Editor’s Note: There are nearly 500 monuments and squares in Lowell dedicated to mostly to individuals, almost all, like Antonio DeJesus, served in the armed forces. Yet beyond the black, white and gold street signs, little is publicly known about these individuals. One of my ongoing Lowell history projects is to recapture these stories and make them public. Stories like this one, written by the son of Antonio DeJesus, are a terrific contribution to our communal memory. If anyone reading this has similar recollections of anyone else memorialized by the city of Lowell, please get in touch so we can compose more stories like this. I can be reached by email at DickHoweJr[at]gmail.com.

Richard Howe

8 Responses to I Won’t Have to Shave

  1. David Daniel says:

    No one — save maybe for the original “Memory Babe” Jack Kerouac — has a memory for faces, places, and details like Ed DeJesus, as this fond reminiscence of his dad and or growing up in Lowell makes plain.

    Consider: “Our steam radiators clanged through asbestos-covered pipes, heated by a rumbling oil furnace in our dungy dirt floor cellar.”

    Beyond his keen memory, Ed is also apparently (thankfully) indestructible, as his recovery from numerous accidents, mishaps, and assaults confirms.

    I enjoyed this piece of personal and local history.

  2. Steve O'Connor says:

    A great job of recall and writing. The slow remodeling/destruction of the neighborhood reminds me of Charles Garguilo’s book on Little Canada. Claire Ignacio just passed last month. Her husband, the late George Ignacio was in business with my father, painting and doing drywall. I often worked with them and Geore’s son, Warren. Her book sounds interesting and your father was a perfect candidate for an interview, or written recollection.

  3. Judy Cote says:

    My dearest nephew Eddy,

    I so enjoyed reading everything you wrote. Somethings I remembered and other things I didn’t. I especially enjoyed the stories of you and your dad. You are certainly a very special son and a loving person.

    I am proud of being your aunt. I knew you wrote books, but this is fantastic. Thank you for sharing,

    God bless you.
    Love always Aunt Judy

  4. Judy Cote says:

    To my loving Nephew.

    I am amazed at the heartwarming stories you told of you and your dad. I remember some of them but others I never heard. I so enjoyed reading them. Special moments with him are so interesting. I knew you were good at writing but what I read in this is amazing.

    Thank you for sharing.

    I am proud to be your aunt.

  5. Robert Baptista says:

    Ed, a great read about your childhood and your relationship with your dad. I will have to look for this book uncle Tony contributed to, perhaps I’ll get some insight into our grandparents and my mom and her brothers and sisters.

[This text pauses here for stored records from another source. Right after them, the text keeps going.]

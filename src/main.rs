use anyhow::Context;
use clap::Parser;
use tracing_subscriber::EnvFilter;

use paas_app_api::config::{AppConfig, StorageBackend};
use paas_app_api::state::AppState;

#[derive(Parser)]
#[command(name = "paas-app-api")]
#[command(about = "App info and light app API served behind the PaaS gateway")]
#[command(version)]
struct Args {
    #[arg(long, help = "Port to listen on (overrides PAAS_API_PORT / PORT)")]
    port: Option<u16>,

    #[arg(long, help = "Storage backend: postgres or memory")]
    backend: Option<StorageBackend>,

    #[arg(long, help = "JSON fixture seeding the memory backend")]
    fixture: Option<String>,
}

#[tokio::main]
async fn main() -> anyhow::Result<()> {
    // Load .env if present so cargo run picks up DATABASE_URL, ESB_TOKEN, etc.
    let _ = dotenvy::dotenv();

    tracing_subscriber::fmt()
        .with_env_filter(
            EnvFilter::try_from_default_env().unwrap_or_else(|_| "info,tower_http=debug".into()),
        )
        .init();

    let args = Args::parse();

    // Start from the env-driven singleton and apply command-line overrides
    let mut config: AppConfig = paas_app_api::config::config().clone();
    if let Some(port) = args.port {
        config.api.port = port;
    }
    if let Some(backend) = args.backend {
        config.database.backend = backend;
    }
    if let Some(fixture) = args.fixture {
        config.database.fixture_path = Some(fixture);
    }

    tracing::info!(
        "Starting PaaS App API in {:?} mode with {:?} storage",
        config.environment,
        config.database.backend
    );
    if config.security.esb_token.is_empty() {
        tracing::warn!("ESB_TOKEN is not set; every /paas/api request will be rejected");
    }

    let state = AppState::from_config(&config)
        .await
        .context("failed to initialize storage")?;
    let repository = state.repository.clone();
    let app = paas_app_api::app(state, &config);

    let bind_addr = format!("0.0.0.0:{}", config.api.port);
    let listener = tokio::net::TcpListener::bind(&bind_addr)
        .await
        .with_context(|| format!("failed to bind {}", bind_addr))?;

    tracing::info!("PaaS App API listening on http://{}", bind_addr);

    axum::serve(listener, app)
        .with_graceful_shutdown(shutdown_signal())
        .await
        .context("server error")?;

    repository.close().await;
    Ok(())
}

async fn shutdown_signal() {
    if let Err(e) = tokio::signal::ctrl_c().await {
        tracing::error!("failed to listen for shutdown signal: {}", e);
    }
    tracing::info!("Shutting down");
}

  6. Louise Peloquin says:

    Ed, what an exquisitely etched portrait of your beloved father and how you honor him!
    Thank you for sharing these glittering memories of all those experiences which fashioned us baby-boomers – school fire drills, slurping fudgicles on a summer day, catching hornpout and swimming in murky waters in the dark, getting clobbered by tough kids around town, watching Bonanza (how about “Rawhide”?) and all the rest. You mention your unplanned visits to St. Jo’s Hospital ER. Maybe you met my Papa who was a doctor there? Anyway, your engrossing account brings back my childhood days in Lowell’s Highlands.

  7. Ed DeJesus says:

    Wow, thank you all for the kind words. Coming from the top contributors and award-winning writers here—Dave, Steve, Jackie, and Louise—it’s quite flattering for an aspiring author.

    Assuming my novel sells, my dear writing mentor, Dave, will be getting my first royalty check for that Kerouac remark.

    Louise, I didn’t know you were a boomer from the highlands, you might enjoy a piece I posted here last November, ‘From Darkness Into Light…’ It’s a walk in the highlands and downtown in ’65.

    Steve, I’m sorry for your loss. I met Claire Ignacio when I took my mother to that chiropractor’s office a few years after my dad passed. Small world, my nephew Tom runs a sheet rock installation company and had worked with Claire’s son, and grandson. But he met her by chance, and she pulled out my father’s twenty-one handwritten pages from a draw in her desk and gave them to him.

    Thanks again, for enheartening me to keep on writing.